Quinn befriends Chad, who ha attempted to help Quinn in his trial with his testimony. Chad asks BJ to help train him for some upcoming fights, including one with Denard for the title. As they begin to train together, BJ starts to get a little jealous when he learns Chad had known Carol and misinterprets it as a possible affair, which proved to be untrue. As BJ amps up his training with Chad, BJ's jealousy from not being able to fight as a pro anymore gets to him and he takes it out on Chad. After a training session results in their alliance splitting, Chad is decimated by Denard in his title opportunity and ends up in the hospital. Meanwhile, sports reporter Willard, who had taunted Quinn at times during his championship run, begins using the same tactics on Denard, annoying him as frequently as possible.

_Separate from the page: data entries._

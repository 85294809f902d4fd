use crate::db;
use crate::partition::{PartitionError, TimePartition, DEFAULT_DAYS, DEFAULT_TIME_SLOTS};
use crate::session::SessionOptions;
use rusqlite::Connection;
use serde::{Deserialize, Serialize};
use serde_json::{Map, Value};
use std::collections::HashSet;

pub const SCHEDULER_KEY: &str = "setup.scheduler";

const MAX_DAYS: usize = 7;
const MAX_TIME_SLOTS: usize = 24;
const MAX_LABEL_LEN: usize = 16;

#[derive(Debug, Clone, PartialEq, Eq, Serialize, Deserialize)]
#[serde(rename_all = "camelCase")]
pub struct SchedulerSettings {
    pub days: Vec<String>,
    pub time_slots: Vec<String>,
    pub unassign_on_drag_out: bool,
}

impl Default for SchedulerSettings {
    fn default() -> Self {
        Self {
            days: DEFAULT_DAYS.iter().map(|s| s.to_string()).collect(),
            time_slots: DEFAULT_TIME_SLOTS.iter().map(|s| s.to_string()).collect(),
            unassign_on_drag_out: false,
        }
    }
}

impl SchedulerSettings {
    pub fn partition(&self) -> Result<TimePartition, PartitionError> {
        TimePartition::new(self.days.clone(), self.time_slots.clone())
    }

    pub fn session_options(&self) -> SessionOptions {
        SessionOptions {
            unassign_on_drag_out: self.unassign_on_drag_out,
        }
    }

    /// Applies a `setup.update` patch. Nothing changes unless every field in
    /// the patch is valid.
    pub fn merge_patch(&mut self, patch: &Map<String, Value>) -> Result<(), String> {
        let mut next = self.clone();
        for (k, v) in patch {
            match k.as_str() {
                "days" => next.days = parse_label_list(v, k, MAX_DAYS)?,
                "timeSlots" => next.time_slots = parse_label_list(v, k, MAX_TIME_SLOTS)?,
                "unassignOnDragOut" => next.unassign_on_drag_out = parse_bool(v, k)?,
                _ => return Err(format!("unknown scheduler field: {}", k)),
            }
        }
        *self = next;
        Ok(())
    }
}

fn parse_bool(v: &Value, key: &str) -> Result<bool, String> {
    v.as_bool().ok_or_else(|| format!("{} must be boolean", key))
}

pub(crate) fn parse_label_list(v: &Value, key: &str, max_items: usize) -> Result<Vec<String>, String> {
    let items = v
        .as_array()
        .ok_or_else(|| format!("{} must be an array of strings", key))?;
    if items.is_empty() || items.len() > max_items {
        return Err(format!("{} must have 1..={} entries", key, max_items));
    }
    let mut seen = HashSet::new();
    let mut out = Vec::with_capacity(items.len());
    for item in items {
        let s = item
            .as_str()
            .ok_or_else(|| format!("{} must be an array of strings", key))?
            .trim();
        if s.is_empty() {
            return Err(format!("{} entries must not be empty", key));
        }
        if s.len() > MAX_LABEL_LEN {
            return Err(format!("{} entry length must be <= {}", key, MAX_LABEL_LEN));
        }
        if !seen.insert(s.to_string()) {
            return Err(format!("{} has duplicate entry {}", key, s));
        }
        out.push(s.to_string());
    }
    Ok(out)
}

/// Defaults with the saved section merged over them.
pub fn load(conn: &Connection) -> anyhow::Result<SchedulerSettings> {
    let mut current = SchedulerSettings::default();
    if let Some(saved) = db::settings_get_json(conn, SCHEDULER_KEY)? {
        if let Some(saved_obj) = saved.as_object() {
            // Malformed historical values fall back to defaults.
            let _ = current.merge_patch(saved_obj);
        }
    }
    Ok(current)
}

pub fn store(conn: &Connection, settings: &SchedulerSettings) -> anyhow::Result<()> {
    db::settings_set_json(conn, SCHEDULER_KEY, &serde_json::to_value(settings)?)
}

#[cfg(test)]
mod tests {
    use super::*;
    use serde_json::json;

    fn patch(v: Value) -> Map<String, Value> {
        v.as_object().cloned().unwrap()
    }

    #[test]
    fn defaults_are_weekdays_and_four_slots() {
        let s = SchedulerSettings::default();
        assert_eq!(s.days.len(), 5);
        assert_eq!(s.time_slots[0], "07:00-10:00");
        assert!(!s.unassign_on_drag_out);
        assert_eq!(s.partition().unwrap(), TimePartition::default());
    }

    #[test]
    fn patch_trims_and_applies_fields() {
        let mut s = SchedulerSettings::default();
        s.merge_patch(&patch(json!({
            "days": [" Mon ", "Sat"],
            "unassignOnDragOut": true
        })))
        .unwrap();
        assert_eq!(s.days, vec!["Mon", "Sat"]);
        assert!(s.session_options().unassign_on_drag_out);
    }

    #[test]
    fn invalid_patch_changes_nothing() {
        let mut s = SchedulerSettings::default();
        let err = s
            .merge_patch(&patch(json!({
                "unassignOnDragOut": true,
                "days": ["Mon", "Mon"]
            })))
            .unwrap_err();
        assert!(err.contains("duplicate"), "{err}");
        assert_eq!(s, SchedulerSettings::default());
    }

    #[test]
    fn rejects_out_of_range_lists_and_unknown_fields() {
        let mut s = SchedulerSettings::default();
        assert!(s.merge_patch(&patch(json!({ "days": [] }))).is_err());
        assert!(s
            .merge_patch(&patch(json!({
                "days": ["1", "2", "3", "4", "5", "6", "7", "8"]
            })))
            .is_err());
        assert!(s
            .merge_patch(&patch(json!({ "timeSlots": ["a-very-long-time-slot-label"] })))
            .is_err());
        assert!(s.merge_patch(&patch(json!({ "colour": "red" }))).is_err());
        assert!(s
            .merge_patch(&patch(json!({ "unassignOnDragOut": "yes" })))
            .is_err());
    }
}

At another party, Denard once again starts to taunt Quinn and berate him. Having had enough, Quinn beats Denard with a chair, prompting Carol to leave Quinn. Quinn moves out of their house and moves to a small house on the beach. Realizing all the mistakes he has made, Quinn decides to quit drinking and begin training for himself again. Chad sees Quinn at the beach and the two renew their friendship as Chad offers Quinn a job at his martial arts school. Meanwhile, humiliated by what happened at the party, Denard challenges Quinn to fight him for $100,000. When Quinn and Carol, whom he also reconciles with, see the headline on the local paper about the fight, he is angry. However, Carol tells him that he can either be alone and angry, or they can work it out together. With the help of Chad and former trainer Howard (Roger Yuan), who had left Denard's camp afte gorwing tired of his antics, Quinn prepares for the big fight. During a training session with Chad, Quinn finally lets all of his anger out as he has been holding back. Quinn has felt like a loser since his time in prison and can't shake it off. Chad, however, tells him that it will be okay and they need to focus on Denard.

At the fight, Denard's dirty tactics take their toll on Quinn. When Quinn goes down during one of the later rounds, he gets up at a nine-count. He surprises Denard with a flurry of kicks and ends it with a tornado kick, sending Denard to the ground for the ten-count. Chad, Howard, Carol, and others gather to congratulate Quinn. Meanwhile, Willard gets one last jab at Denard before Denard's trainer knocks him out cold in the ring.

==Cast==
- John Barrett as Robert James "B.J." Quinn
- Keith Vitali as Chad Hunter
- Terry Norton as Carol Quinn
- Brad Morris as Jacques Denard
- Roger Yuan as Howard
- Ted Le Plat as Willard
- Len Sparrowhawk as Bob Wiser
- Gavin Hood as Ken
- Patrick Lyster as Prosecutor
- Larry Martin as Judge Rivers
- Gary Chalmers as Attorney
- Jeff Fannell as Dick
- Alex von Reumont as Jerry
- Tom Agnew as Adrian Holligan Sr.
- Judd Lasarow as Adrian Holligan Jr.
- Zia Garfield as Daley Adams
- Graham Clarke as Alex Bone
- Caroline Smart as Doreen
- Mark Mulder as Eugene
- Deon Stewardson as Jim, Sports Editor

==Production==
The film was shot in South Africa in late 1990 when martial arts films were becoming popular to shoot there for budgetary reasons.

==Sequels==
In 1993, two sequels were released. American Kickboxer 2 was a sequel in name only, shot on location in the Philippines and starring former kickboxing champion Dale 'Apollo' Cook as a cop forced to team up with his ex-wife's former boyfriend to save his ex-wife's daughter.

A direct sequel entitled To the Death was directed by Darrell Roodt and featured John Barrett as the renamed "Rick Quinn" and Michel Qissi replacing Brad Morris as Jacques Denard, who starts out as Quinn's rival but ultimately becomes his ally when Quinn is forced to fight in illegal kickboxing fights that end with the loser shot dead after the matches.

==Release==
The film was released theatrically in South Africa on March 1, 1991. It never received a theatrical release in the United States, but Cannon Films released the film on home video on July 24, 1991.

In 2022, the streaming service Swissx TV offered NFT ownership of American Kickboxer to commemorate its 30th anniversary.